- SOURCE RECORDS -
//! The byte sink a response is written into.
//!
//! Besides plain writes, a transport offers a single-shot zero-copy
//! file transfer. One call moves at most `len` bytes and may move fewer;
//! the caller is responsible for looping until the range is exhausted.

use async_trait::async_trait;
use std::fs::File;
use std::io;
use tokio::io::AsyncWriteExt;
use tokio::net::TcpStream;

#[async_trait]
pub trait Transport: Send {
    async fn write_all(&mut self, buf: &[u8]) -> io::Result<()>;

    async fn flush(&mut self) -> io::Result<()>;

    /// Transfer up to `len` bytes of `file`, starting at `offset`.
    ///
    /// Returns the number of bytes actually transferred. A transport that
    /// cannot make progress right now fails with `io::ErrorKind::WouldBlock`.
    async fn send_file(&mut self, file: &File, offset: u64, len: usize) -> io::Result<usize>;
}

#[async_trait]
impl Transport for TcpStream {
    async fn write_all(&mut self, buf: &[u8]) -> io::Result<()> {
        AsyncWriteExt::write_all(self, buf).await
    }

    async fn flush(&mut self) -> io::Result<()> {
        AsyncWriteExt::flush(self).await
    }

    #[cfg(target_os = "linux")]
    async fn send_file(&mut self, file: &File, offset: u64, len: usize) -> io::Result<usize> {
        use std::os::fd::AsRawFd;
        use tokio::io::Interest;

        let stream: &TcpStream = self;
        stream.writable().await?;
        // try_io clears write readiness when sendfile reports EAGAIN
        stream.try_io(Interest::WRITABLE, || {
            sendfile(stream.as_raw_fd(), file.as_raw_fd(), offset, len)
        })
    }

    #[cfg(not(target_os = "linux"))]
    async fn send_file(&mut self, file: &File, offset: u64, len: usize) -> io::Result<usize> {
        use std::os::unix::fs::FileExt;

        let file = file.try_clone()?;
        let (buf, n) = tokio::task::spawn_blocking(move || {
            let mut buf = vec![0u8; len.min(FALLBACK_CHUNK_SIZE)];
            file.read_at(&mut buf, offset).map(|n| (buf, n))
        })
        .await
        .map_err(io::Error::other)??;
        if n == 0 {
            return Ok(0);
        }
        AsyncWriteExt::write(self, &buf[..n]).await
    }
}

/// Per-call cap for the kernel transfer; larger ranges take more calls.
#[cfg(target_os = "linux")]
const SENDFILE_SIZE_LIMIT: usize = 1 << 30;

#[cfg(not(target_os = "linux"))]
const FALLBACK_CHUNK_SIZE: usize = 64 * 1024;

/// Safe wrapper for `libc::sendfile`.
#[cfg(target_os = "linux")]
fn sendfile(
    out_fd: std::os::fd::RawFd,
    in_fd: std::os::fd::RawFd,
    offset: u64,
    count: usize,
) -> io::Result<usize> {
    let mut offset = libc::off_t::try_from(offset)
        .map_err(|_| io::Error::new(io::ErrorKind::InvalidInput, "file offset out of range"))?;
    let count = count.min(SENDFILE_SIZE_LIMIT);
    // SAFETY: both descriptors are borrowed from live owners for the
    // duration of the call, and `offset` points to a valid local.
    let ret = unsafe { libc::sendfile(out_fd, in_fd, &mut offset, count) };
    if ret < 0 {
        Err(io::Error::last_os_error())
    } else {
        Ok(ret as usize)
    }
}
--
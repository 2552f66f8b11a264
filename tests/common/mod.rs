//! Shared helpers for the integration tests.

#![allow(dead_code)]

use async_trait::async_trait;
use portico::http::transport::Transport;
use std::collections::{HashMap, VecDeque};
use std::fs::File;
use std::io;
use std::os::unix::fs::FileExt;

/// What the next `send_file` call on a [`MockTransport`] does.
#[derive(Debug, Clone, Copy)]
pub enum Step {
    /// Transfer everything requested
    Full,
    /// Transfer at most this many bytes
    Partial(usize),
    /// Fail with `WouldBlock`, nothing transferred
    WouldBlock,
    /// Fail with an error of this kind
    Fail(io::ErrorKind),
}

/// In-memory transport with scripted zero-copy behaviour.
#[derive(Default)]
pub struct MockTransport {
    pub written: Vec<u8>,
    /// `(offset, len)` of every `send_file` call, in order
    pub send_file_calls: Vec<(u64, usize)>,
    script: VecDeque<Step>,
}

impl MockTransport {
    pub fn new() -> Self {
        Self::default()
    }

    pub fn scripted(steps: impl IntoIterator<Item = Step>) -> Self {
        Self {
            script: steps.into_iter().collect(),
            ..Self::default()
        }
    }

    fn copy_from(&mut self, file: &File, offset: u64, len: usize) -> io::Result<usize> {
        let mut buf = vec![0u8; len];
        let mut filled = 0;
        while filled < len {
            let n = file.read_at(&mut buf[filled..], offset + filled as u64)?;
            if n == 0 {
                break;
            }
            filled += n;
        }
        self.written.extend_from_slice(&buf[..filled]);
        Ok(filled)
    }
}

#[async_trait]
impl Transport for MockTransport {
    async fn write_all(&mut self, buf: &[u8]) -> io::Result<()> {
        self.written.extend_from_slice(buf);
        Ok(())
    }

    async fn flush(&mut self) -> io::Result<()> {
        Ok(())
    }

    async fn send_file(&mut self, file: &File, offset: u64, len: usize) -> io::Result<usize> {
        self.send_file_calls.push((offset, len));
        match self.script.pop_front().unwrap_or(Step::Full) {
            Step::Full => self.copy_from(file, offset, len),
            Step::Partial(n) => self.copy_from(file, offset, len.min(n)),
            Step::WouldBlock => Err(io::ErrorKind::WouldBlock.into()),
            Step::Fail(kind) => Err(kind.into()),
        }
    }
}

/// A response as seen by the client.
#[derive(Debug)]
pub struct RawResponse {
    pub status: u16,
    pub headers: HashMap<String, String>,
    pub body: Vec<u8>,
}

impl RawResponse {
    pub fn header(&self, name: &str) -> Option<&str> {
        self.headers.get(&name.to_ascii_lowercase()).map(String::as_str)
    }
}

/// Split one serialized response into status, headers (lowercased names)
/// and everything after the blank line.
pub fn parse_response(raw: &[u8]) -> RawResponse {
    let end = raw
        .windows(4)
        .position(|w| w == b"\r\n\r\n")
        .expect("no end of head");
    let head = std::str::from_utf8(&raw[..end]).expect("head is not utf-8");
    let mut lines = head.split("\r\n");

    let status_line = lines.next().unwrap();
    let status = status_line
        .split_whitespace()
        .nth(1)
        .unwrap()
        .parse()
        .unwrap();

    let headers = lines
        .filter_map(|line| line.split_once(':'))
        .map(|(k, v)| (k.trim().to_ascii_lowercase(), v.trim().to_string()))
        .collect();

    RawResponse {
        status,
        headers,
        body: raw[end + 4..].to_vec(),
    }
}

- BRIEF -
Each line in which the string "derive" is found must be copied from the data.

- SOLUTION TO THIS TASK -
#[derive(Debug, Clone, Copy)]
#[derive(Default)]
#[derive(Debug)]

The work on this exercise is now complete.